Photograph courtesy of Clemson University – USDA Cooperative Extension Slide Series,

Strategies for Preventing Fusarium Wilt:

  • Choose fusarium-resistant tomato varieties. These are marked in seed catalogs as "VF." The plant tags on transplants at the garden center should also indicate if a plant is fusarium resistant. Varieties that are include 'Burpee VF', 'Better Boy', 'Celebrity', 'Small Fry', and 'Supersonic'.
  • Rotate your crops. Don't plant tomatoes or other Solanaceae family plants such as potatoes, peppers, or eggplant in the same place each year. Allow at least four years before planting members of this plant family in the spot again.
  • Grow tomatoes in containers and use sterile, soil-free potting mix. Don't reuse the mix again for these kinds of vegetables. Buy new every year.
  • Test your soil to ensure there's the right balance of nutrients, especially nitrogen to potassium.
  • Solarizing the soil once fusarium has been identified is an option worth trying, but may not completely kill the fungus.
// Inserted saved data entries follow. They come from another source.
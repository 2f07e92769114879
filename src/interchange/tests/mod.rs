//! Tests for the interchange module

mod stream_tests;
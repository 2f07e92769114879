//! Summary statistics over subset records

use crate::swath::SubsetRecord;

/// Minimum, maximum and mean of the measured values of some records
#[derive(Debug, Clone, Copy, PartialEq)]
pub struct ValueSummary {
    pub count: usize,
    pub minimum: f64,
    pub maximum: f64,
    pub mean: f64,
}

/// Summarize every value of `records`, or `None` when there are none
pub fn summarize_values(records: &[SubsetRecord]) -> Option<ValueSummary> {
    let mut count = 0usize;
    let mut minimum = f64::INFINITY;
    let mut maximum = f64::NEG_INFINITY;
    let mut sum = 0.0;

    for &value in records.iter().flat_map(|record| record.values()) {
        count += 1;
        minimum = minimum.min(value);
        maximum = maximum.max(value);
        sum += value;
    }

    (count > 0).then(|| ValueSummary {
        count,
        minimum,
        maximum,
        mean: sum / count as f64,
    })
}
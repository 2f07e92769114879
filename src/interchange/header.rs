//! ASCII header of interchange streams

use std::io::{BufRead, Write};

use chrono::{NaiveDateTime, Timelike, Utc};

use crate::coordinate::BoundingBox;
use crate::errors::{SubsetError, SubsetResult};
use crate::swath::{Layout, SubsetRecord, Variable};

/// Format tag and version, first line of every stream
pub const FORMAT_TAG: &str = "Swath 2.0";

const TIME_FORMAT: &str = "%Y-%m-%dT%H:%M:%S-0000";
const DIMENSIONS_LINE: &str = "# Dimensions: variables timesteps scans:";
const NAMES_LINE: &str = "# Variable names:";
const UNITS_LINE: &str = "# Variable units:";
const DOMAIN_LINE: &str = "# Domain: <min_lon> <min_lat> <max_lon> <max_lat>";
const LAYOUT_LINES: [&str; 3] = [
    "# MSB 64-bit integers (yyyydddhhmm) timestamps[scans] and",
    "# MSB 64-bit integers points[scans] and",
    "# IEEE-754 64-bit reals data_1[variables][points_1] ... data_S[variables][points_S]:",
];

/// Units of every coordinate variable
pub const COORDINATE_UNITS: &str = "deg";

/// Everything in a stream before the binary arrays
#[derive(Debug, Clone, PartialEq)]
pub struct Header {
    /// Free-form single-line description
    pub description: String,
    /// Creation time, UTC, whole seconds
    pub created: NaiveDateTime,
    /// Nominal number of timesteps covered
    pub timesteps: usize,
    /// Number of records that follow
    pub records: usize,
    /// Variable names in payload order
    pub names: Vec<String>,
    /// Variable units in payload order
    pub units: Vec<String>,
    /// Subset rectangle
    pub domain: BoundingBox,
}

impl Header {
    /// Build the header describing `records`
    ///
    /// `timesteps` defaults to the number of hours spanned by the first and
    /// last record, inclusive.
    pub fn for_records(
        description: &str,
        value_name: &str,
        value_units: &str,
        layout: Layout,
        domain: BoundingBox,
        records: &[SubsetRecord],
        timesteps: Option<usize>,
    ) -> Self {
        let names = layout
            .variables()
            .iter()
            .map(|variable| token(variable.header_name(value_name)))
            .collect();
        let units = layout
            .variables()
            .iter()
            .map(|variable| match variable {
                Variable::Value => token(value_units),
                _ => COORDINATE_UNITS.to_string(),
            })
            .collect();
        let now = Utc::now().naive_utc();

        Header {
            description: description.replace(['\n', '\r'], " "),
            created: now.with_nanosecond(0).unwrap_or(now),
            timesteps: timesteps.unwrap_or_else(|| default_timesteps(records)),
            records: records.len(),
            names,
            units,
            domain,
        }
    }

    /// Number of variables per point
    pub fn variable_count(&self) -> usize {
        self.names.len()
    }

    /// Packed layout implied by the variable count
    pub fn layout(&self) -> SubsetResult<Layout> {
        Layout::from_variable_count(self.variable_count()).ok_or_else(|| {
            SubsetError::InvalidHeader(format!("unsupported variable count {}", self.variable_count()))
        })
    }

    /// Name of the measured variable
    pub fn value_name(&self) -> Option<&str> {
        self.names.get(Variable::Value.ordinal()).map(String::as_str)
    }

    /// Units of the measured variable
    pub fn value_units(&self) -> Option<&str> {
        self.units.get(Variable::Value.ordinal()).map(String::as_str)
    }

    /// Write the header lines
    pub fn write_to(&self, writer: &mut dyn Write) -> SubsetResult<()> {
        writeln!(writer, "{}", FORMAT_TAG)?;
        writeln!(writer, "{}", self.description)?;
        writeln!(writer, "{}", self.created.format(TIME_FORMAT))?;
        writeln!(writer, "{}", DIMENSIONS_LINE)?;
        writeln!(writer, "{} {} {}", self.variable_count(), self.timesteps, self.records)?;
        writeln!(writer, "{}", NAMES_LINE)?;
        writeln!(writer, "{}", self.names.join(" "))?;
        writeln!(writer, "{}", UNITS_LINE)?;
        writeln!(writer, "{}", self.units.join(" "))?;
        writeln!(writer, "{}", DOMAIN_LINE)?;
        let [min_lon, min_lat, max_lon, max_lat] = self.domain.to_array();
        writeln!(writer, "{} {} {} {}", min_lon, min_lat, max_lon, max_lat)?;
        for line in LAYOUT_LINES {
            writeln!(writer, "{}", line)?;
        }
        Ok(())
    }

    /// Parse the header lines, leaving `reader` at the first binary byte
    pub fn parse(reader: &mut dyn BufRead) -> SubsetResult<Self> {
        let tag = next_line(reader)?;
        if tag != FORMAT_TAG {
            return Err(SubsetError::InvalidHeader(format!("unknown format '{}'", tag)));
        }
        let description = next_line(reader)?;
        let created_line = next_line(reader)?;
        let created = NaiveDateTime::parse_from_str(&created_line, TIME_FORMAT).map_err(|e| {
            SubsetError::InvalidHeader(format!("bad creation time '{}': {}", created_line, e))
        })?;

        expect_line(reader, DIMENSIONS_LINE)?;
        let dimensions: Vec<usize> = parse_numbers(&next_line(reader)?, "dimensions")?;
        let [variables, timesteps, records] = dimensions[..] else {
            return Err(SubsetError::InvalidHeader("expected three dimensions".to_string()));
        };

        expect_line(reader, NAMES_LINE)?;
        let names = tokens(&next_line(reader)?);
        expect_line(reader, UNITS_LINE)?;
        let units = tokens(&next_line(reader)?);
        if names.len() != variables || units.len() != variables {
            return Err(SubsetError::InvalidHeader(format!(
                "{} variables declared, {} names and {} units given",
                variables,
                names.len(),
                units.len()
            )));
        }

        expect_line(reader, DOMAIN_LINE)?;
        let domain: Vec<f64> = parse_numbers(&next_line(reader)?, "domain")?;
        let [min_lon, min_lat, max_lon, max_lat] = domain[..] else {
            return Err(SubsetError::InvalidHeader("expected four domain values".to_string()));
        };
        let domain = BoundingBox::new(min_lon, min_lat, max_lon, max_lat)?;

        for line in LAYOUT_LINES {
            expect_line(reader, line)?;
        }

        Ok(Header {
            description,
            created,
            timesteps,
            records,
            names,
            units,
            domain,
        })
    }
}

/// Hours spanned by the first and last record, inclusive
pub fn default_timesteps(records: &[SubsetRecord]) -> usize {
    match (records.first(), records.last()) {
        (Some(first), Some(last)) => {
            last.timestamp().hours_since(&first.timestamp()).max(0) as usize + 1
        }
        _ => 0,
    }
}

/// Names and units are whitespace-separated on the wire
fn token(text: &str) -> String {
    let joined = text.split_whitespace().collect::<Vec<_>>().join("_");
    if joined.is_empty() {
        "-".to_string()
    } else {
        joined
    }
}

fn tokens(line: &str) -> Vec<String> {
    line.split_whitespace().map(str::to_string).collect()
}

fn next_line(reader: &mut dyn BufRead) -> SubsetResult<String> {
    let mut line = String::new();
    if reader.read_line(&mut line)? == 0 {
        return Err(SubsetError::InvalidHeader("unexpected end of header".to_string()));
    }
    Ok(line.trim_end_matches(['\n', '\r']).to_string())
}

fn expect_line(reader: &mut dyn BufRead, expected: &str) -> SubsetResult<()> {
    let line = next_line(reader)?;
    if line != expected {
        return Err(SubsetError::InvalidHeader(format!(
            "expected '{}', found '{}'",
            expected, line
        )));
    }
    Ok(())
}

fn parse_numbers<T: std::str::FromStr>(line: &str, what: &str) -> SubsetResult<Vec<T>> {
    line.split_whitespace()
        .map(|word| {
            word.parse::<T>()
                .map_err(|_| SubsetError::InvalidHeader(format!("bad {} value '{}'", what, word)))
        })
        .collect()
}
Once a plant has the disease, there's nothing you can do besides pulling it out. Use a 10% bleach solution to thoroughly clean everything that might have touched the soil around the plant: stakes or cages, trowels, hand forks, pruners, gloves, and the pot if container-grown. Don't put it in the compost; the average home compost pile won't get hot enough long enough to kill the fungus. Put it in the trash instead.